Work item:
What you produce should be every line from the data that includes "list".

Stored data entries
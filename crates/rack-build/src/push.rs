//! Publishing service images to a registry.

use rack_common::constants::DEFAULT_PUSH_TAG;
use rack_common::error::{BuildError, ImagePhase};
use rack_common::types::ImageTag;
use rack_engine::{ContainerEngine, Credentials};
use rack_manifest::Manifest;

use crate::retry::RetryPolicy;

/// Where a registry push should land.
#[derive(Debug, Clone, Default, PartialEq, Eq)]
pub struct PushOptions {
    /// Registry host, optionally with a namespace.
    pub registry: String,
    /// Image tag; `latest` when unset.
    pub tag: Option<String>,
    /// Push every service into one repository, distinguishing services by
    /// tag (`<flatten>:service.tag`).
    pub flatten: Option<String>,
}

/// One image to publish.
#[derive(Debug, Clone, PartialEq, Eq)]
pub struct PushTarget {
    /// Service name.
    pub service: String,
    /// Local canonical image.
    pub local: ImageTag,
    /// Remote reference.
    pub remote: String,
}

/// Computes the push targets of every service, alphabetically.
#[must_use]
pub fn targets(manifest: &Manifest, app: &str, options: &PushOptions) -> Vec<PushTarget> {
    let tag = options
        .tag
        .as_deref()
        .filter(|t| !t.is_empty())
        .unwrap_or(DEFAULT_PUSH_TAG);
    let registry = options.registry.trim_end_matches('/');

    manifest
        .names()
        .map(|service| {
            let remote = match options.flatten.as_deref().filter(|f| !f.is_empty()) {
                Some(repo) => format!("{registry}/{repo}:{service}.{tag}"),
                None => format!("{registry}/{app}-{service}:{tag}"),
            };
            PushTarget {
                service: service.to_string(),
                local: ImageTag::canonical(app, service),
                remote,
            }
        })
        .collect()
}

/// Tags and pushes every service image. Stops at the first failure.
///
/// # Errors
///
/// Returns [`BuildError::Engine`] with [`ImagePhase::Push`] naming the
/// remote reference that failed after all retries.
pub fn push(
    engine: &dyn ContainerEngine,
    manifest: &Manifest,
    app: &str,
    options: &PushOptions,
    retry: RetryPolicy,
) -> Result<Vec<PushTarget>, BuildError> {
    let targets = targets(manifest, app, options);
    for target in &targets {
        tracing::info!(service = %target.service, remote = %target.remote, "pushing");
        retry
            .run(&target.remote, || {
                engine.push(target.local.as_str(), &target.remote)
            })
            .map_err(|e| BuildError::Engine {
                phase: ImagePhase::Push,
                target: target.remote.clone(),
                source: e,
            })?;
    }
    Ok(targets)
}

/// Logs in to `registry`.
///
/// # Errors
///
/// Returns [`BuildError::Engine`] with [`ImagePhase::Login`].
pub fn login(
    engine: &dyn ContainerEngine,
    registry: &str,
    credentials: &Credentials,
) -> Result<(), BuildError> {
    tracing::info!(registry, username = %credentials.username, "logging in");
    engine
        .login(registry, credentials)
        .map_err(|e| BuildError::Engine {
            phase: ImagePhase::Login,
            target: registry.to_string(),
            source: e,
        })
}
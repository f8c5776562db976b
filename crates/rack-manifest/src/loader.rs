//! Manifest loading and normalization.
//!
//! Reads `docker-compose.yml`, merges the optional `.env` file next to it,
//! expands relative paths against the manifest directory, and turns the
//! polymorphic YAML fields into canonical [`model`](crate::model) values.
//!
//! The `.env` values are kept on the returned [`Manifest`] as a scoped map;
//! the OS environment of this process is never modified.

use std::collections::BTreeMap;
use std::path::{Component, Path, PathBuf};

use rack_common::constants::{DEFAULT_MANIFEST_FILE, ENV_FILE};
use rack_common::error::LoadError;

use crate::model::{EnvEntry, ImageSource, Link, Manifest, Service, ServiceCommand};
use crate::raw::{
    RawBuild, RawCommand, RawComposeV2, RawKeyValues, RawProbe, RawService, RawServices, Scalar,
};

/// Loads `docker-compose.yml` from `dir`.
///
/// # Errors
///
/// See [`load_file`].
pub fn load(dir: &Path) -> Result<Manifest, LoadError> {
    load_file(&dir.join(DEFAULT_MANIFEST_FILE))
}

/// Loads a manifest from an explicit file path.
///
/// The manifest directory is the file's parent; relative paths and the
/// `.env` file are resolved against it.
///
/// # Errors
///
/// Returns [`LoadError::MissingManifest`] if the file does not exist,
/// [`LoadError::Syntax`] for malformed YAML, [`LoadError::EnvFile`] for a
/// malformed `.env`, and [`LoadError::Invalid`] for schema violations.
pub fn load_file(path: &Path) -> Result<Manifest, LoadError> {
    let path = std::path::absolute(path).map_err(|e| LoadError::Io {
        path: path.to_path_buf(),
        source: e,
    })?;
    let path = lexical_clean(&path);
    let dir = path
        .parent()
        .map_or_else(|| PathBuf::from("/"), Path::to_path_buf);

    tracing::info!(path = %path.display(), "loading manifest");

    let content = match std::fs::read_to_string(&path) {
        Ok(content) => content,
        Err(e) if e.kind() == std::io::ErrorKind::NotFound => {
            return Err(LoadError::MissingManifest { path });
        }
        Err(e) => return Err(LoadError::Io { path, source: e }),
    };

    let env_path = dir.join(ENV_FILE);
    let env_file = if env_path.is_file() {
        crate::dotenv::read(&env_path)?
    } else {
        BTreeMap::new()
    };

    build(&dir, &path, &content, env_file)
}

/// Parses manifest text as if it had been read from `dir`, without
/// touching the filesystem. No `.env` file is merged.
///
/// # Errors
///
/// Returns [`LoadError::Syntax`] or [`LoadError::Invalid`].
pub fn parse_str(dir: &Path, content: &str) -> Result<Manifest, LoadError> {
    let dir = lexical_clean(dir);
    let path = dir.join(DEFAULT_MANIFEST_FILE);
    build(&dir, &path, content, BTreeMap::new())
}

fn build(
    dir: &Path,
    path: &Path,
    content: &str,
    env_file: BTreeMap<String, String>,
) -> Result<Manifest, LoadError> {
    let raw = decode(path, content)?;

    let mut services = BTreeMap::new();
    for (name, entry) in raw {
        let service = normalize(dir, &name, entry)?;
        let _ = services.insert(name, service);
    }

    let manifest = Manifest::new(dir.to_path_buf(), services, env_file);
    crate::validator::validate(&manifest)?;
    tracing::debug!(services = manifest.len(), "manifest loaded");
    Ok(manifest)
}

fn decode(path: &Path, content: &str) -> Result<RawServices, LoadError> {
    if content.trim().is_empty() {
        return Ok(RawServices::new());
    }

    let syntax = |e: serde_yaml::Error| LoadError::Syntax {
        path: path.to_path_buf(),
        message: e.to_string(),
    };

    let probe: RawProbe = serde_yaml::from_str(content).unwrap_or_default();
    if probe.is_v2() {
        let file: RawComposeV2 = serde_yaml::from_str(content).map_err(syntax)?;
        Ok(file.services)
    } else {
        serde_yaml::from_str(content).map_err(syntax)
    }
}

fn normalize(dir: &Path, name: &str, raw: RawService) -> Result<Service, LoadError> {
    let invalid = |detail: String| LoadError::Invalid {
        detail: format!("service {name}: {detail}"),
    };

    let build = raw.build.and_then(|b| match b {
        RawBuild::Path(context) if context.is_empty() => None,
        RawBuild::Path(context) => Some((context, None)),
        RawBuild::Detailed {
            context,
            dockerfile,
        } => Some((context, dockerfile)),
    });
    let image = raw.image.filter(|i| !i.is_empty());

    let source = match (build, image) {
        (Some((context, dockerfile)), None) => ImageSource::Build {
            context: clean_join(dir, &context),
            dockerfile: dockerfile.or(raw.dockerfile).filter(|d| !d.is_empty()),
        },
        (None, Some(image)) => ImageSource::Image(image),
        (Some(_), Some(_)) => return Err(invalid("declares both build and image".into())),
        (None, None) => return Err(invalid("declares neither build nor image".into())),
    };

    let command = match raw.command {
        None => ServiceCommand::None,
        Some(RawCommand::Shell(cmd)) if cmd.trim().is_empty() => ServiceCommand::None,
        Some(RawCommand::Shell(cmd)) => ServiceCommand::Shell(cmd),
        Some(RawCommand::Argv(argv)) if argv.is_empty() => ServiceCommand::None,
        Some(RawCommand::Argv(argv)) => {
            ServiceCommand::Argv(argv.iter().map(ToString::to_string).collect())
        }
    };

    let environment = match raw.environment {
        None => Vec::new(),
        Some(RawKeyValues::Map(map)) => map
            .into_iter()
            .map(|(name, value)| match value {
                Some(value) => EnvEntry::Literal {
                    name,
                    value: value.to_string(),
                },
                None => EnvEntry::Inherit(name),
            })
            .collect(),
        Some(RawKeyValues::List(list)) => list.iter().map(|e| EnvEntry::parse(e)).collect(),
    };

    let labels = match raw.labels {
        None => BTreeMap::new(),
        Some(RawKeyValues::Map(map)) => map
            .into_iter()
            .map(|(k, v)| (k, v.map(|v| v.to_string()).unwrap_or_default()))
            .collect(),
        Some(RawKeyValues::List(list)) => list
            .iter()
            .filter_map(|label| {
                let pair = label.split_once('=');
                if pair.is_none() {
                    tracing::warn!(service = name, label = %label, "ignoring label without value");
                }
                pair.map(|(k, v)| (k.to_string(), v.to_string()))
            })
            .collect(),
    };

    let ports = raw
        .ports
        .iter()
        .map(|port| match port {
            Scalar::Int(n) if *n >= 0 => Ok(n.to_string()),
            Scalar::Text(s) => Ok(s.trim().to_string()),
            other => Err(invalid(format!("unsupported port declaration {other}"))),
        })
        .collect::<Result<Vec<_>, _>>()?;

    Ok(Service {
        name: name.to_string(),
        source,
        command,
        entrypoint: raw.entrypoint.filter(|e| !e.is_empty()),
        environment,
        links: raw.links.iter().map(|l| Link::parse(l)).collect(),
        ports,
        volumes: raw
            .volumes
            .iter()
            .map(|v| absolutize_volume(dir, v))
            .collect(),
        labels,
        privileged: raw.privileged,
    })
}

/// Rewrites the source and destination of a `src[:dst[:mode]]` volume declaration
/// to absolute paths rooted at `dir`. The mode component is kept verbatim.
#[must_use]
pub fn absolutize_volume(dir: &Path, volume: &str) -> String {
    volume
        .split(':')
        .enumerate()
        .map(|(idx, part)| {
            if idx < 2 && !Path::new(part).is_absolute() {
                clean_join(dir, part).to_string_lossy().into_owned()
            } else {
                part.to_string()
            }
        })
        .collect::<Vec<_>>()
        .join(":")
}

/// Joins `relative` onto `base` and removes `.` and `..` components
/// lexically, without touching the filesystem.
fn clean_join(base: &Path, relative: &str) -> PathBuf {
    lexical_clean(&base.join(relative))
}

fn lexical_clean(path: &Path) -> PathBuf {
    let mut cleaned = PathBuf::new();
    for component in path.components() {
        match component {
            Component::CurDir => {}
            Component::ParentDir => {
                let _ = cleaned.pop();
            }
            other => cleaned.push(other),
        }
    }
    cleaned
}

...

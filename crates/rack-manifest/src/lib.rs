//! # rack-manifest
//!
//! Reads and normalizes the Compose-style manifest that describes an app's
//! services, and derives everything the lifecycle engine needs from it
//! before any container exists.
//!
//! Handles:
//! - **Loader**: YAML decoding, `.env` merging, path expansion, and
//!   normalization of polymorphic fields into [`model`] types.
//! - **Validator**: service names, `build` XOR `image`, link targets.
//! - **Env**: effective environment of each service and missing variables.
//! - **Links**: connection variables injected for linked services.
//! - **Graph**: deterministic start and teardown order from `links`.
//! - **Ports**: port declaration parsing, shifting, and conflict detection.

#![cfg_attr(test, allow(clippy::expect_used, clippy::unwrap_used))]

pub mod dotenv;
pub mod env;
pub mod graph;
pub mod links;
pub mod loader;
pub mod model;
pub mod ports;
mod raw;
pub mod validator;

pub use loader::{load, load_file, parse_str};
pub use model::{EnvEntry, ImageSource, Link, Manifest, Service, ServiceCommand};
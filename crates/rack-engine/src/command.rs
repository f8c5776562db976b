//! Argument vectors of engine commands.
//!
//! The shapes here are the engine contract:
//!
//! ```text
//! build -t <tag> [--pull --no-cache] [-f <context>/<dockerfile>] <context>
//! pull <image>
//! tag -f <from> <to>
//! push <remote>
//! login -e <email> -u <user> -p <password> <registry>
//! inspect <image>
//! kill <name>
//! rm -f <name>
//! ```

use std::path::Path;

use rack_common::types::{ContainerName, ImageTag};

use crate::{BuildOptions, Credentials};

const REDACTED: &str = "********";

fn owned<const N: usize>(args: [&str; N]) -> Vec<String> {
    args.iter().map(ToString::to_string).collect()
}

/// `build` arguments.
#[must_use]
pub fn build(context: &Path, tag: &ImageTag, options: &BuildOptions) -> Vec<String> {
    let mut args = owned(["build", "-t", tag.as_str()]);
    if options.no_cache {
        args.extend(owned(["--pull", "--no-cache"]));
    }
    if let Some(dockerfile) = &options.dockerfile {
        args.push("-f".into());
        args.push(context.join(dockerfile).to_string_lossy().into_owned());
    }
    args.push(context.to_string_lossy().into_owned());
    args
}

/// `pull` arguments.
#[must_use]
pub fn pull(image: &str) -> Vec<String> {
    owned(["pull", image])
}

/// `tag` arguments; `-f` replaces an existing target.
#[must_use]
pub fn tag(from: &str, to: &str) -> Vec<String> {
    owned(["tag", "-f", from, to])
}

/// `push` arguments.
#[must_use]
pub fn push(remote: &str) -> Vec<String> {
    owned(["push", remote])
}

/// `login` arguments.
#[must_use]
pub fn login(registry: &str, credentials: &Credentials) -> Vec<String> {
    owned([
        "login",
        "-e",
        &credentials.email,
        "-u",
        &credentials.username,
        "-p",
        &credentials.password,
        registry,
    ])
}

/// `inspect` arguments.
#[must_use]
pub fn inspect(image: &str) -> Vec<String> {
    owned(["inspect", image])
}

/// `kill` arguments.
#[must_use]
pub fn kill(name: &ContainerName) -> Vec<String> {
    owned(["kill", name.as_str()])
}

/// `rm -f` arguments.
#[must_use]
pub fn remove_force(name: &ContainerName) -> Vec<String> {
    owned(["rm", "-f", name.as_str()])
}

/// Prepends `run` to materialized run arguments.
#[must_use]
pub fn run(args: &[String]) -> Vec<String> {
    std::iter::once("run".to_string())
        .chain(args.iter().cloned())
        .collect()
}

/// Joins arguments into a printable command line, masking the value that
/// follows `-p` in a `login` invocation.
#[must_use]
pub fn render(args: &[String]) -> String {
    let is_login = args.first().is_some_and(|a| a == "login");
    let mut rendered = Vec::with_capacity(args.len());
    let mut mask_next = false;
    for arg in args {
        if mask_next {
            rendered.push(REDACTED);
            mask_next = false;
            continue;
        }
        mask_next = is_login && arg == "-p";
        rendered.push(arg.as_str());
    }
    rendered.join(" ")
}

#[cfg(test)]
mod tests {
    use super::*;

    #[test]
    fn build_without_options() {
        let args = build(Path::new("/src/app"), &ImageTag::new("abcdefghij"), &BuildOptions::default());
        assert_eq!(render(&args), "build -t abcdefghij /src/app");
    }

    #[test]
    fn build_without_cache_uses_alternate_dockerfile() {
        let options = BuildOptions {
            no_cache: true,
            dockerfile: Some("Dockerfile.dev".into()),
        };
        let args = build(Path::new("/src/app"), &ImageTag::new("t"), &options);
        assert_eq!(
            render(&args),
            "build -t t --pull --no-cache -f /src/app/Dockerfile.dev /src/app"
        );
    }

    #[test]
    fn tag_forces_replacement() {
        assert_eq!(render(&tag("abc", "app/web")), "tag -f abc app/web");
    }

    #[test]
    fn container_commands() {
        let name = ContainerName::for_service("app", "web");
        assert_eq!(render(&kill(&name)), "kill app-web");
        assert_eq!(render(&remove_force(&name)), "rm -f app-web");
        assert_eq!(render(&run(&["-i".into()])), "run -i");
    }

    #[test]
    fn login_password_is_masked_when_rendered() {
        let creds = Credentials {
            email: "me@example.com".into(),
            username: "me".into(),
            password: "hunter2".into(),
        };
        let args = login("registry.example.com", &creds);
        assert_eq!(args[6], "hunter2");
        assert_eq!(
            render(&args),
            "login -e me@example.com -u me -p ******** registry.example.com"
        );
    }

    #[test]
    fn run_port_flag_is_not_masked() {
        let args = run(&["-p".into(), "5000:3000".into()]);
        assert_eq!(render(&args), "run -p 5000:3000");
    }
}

---

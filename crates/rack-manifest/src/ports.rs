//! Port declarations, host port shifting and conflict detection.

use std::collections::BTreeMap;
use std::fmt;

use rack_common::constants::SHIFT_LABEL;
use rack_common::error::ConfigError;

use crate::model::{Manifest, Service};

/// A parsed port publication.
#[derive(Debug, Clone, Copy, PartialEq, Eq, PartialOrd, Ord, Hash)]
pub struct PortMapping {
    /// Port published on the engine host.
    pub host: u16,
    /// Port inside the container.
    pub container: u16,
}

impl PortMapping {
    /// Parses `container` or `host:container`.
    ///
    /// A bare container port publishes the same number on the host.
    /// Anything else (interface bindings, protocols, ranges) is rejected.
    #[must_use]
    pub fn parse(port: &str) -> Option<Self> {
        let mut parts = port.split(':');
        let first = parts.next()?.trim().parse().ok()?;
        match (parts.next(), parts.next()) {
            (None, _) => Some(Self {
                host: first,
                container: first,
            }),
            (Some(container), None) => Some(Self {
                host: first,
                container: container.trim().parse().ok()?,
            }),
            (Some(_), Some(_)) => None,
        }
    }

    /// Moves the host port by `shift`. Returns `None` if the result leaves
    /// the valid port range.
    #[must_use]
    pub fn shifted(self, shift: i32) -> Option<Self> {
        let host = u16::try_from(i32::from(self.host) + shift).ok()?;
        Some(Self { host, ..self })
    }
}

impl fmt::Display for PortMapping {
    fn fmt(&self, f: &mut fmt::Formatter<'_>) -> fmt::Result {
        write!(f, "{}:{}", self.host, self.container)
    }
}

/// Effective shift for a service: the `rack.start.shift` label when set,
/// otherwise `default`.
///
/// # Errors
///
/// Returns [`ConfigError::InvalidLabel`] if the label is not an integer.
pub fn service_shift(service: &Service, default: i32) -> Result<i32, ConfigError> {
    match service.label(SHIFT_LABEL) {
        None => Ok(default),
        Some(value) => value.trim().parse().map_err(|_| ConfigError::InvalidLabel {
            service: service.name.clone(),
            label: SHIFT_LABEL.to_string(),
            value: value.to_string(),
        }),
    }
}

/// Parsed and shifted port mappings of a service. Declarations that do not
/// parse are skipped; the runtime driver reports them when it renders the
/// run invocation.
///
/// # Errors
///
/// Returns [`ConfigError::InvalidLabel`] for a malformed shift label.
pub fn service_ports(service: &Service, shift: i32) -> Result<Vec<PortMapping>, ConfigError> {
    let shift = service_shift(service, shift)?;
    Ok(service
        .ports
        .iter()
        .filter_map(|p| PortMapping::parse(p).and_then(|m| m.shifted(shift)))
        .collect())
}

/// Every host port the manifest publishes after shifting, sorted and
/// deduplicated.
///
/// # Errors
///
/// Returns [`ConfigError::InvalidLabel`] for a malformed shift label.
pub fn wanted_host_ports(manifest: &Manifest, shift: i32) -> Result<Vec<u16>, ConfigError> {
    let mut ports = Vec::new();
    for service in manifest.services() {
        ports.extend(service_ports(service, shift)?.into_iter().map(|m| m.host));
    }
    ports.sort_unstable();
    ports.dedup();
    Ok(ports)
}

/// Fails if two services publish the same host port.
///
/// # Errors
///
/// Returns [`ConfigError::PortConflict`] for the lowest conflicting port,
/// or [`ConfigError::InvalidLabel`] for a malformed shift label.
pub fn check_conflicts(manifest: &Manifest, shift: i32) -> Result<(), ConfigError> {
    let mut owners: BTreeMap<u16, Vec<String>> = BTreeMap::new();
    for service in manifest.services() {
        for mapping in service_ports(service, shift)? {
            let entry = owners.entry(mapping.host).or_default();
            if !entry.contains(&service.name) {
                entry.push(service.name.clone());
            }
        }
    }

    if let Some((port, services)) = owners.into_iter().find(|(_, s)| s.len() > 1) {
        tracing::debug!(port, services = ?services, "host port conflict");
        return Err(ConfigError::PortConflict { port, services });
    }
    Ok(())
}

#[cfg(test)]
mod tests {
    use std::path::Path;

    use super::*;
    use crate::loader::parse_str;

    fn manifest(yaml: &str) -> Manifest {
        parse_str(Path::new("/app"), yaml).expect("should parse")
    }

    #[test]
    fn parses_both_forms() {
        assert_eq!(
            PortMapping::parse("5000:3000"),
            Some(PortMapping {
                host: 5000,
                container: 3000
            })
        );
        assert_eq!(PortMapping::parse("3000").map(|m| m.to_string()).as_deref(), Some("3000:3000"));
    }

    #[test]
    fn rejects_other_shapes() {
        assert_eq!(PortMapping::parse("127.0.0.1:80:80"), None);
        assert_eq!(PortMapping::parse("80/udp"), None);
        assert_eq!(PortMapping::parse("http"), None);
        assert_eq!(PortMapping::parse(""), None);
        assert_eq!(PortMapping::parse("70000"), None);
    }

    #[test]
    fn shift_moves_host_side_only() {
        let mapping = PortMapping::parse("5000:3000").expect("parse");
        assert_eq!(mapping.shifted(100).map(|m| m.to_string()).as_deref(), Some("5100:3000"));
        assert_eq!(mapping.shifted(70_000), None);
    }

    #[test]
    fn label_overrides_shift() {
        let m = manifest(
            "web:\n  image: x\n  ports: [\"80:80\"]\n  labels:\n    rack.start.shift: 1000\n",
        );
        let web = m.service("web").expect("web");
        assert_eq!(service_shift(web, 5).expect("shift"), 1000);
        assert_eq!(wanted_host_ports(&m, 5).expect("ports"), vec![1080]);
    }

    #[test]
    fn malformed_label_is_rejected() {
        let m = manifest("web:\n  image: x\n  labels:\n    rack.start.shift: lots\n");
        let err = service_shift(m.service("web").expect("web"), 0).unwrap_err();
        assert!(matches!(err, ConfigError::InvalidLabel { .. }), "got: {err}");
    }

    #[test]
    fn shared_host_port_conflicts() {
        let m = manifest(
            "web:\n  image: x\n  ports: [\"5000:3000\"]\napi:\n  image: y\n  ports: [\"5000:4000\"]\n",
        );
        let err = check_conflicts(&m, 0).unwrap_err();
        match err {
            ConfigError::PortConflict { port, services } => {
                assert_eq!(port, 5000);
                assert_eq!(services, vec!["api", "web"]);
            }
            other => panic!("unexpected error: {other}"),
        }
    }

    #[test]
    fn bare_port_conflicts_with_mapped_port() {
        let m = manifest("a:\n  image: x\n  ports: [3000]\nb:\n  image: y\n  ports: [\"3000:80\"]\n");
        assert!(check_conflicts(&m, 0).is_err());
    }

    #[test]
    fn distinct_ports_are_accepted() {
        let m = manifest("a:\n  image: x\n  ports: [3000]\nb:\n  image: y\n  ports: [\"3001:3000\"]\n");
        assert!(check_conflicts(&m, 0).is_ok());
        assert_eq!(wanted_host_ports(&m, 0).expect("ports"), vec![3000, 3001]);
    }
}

Written solution:
        Some(RawKeyValues::List(list)) => list.iter().map(|e| EnvEntry::parse(e)).collect(),
        Some(RawKeyValues::List(list)) => list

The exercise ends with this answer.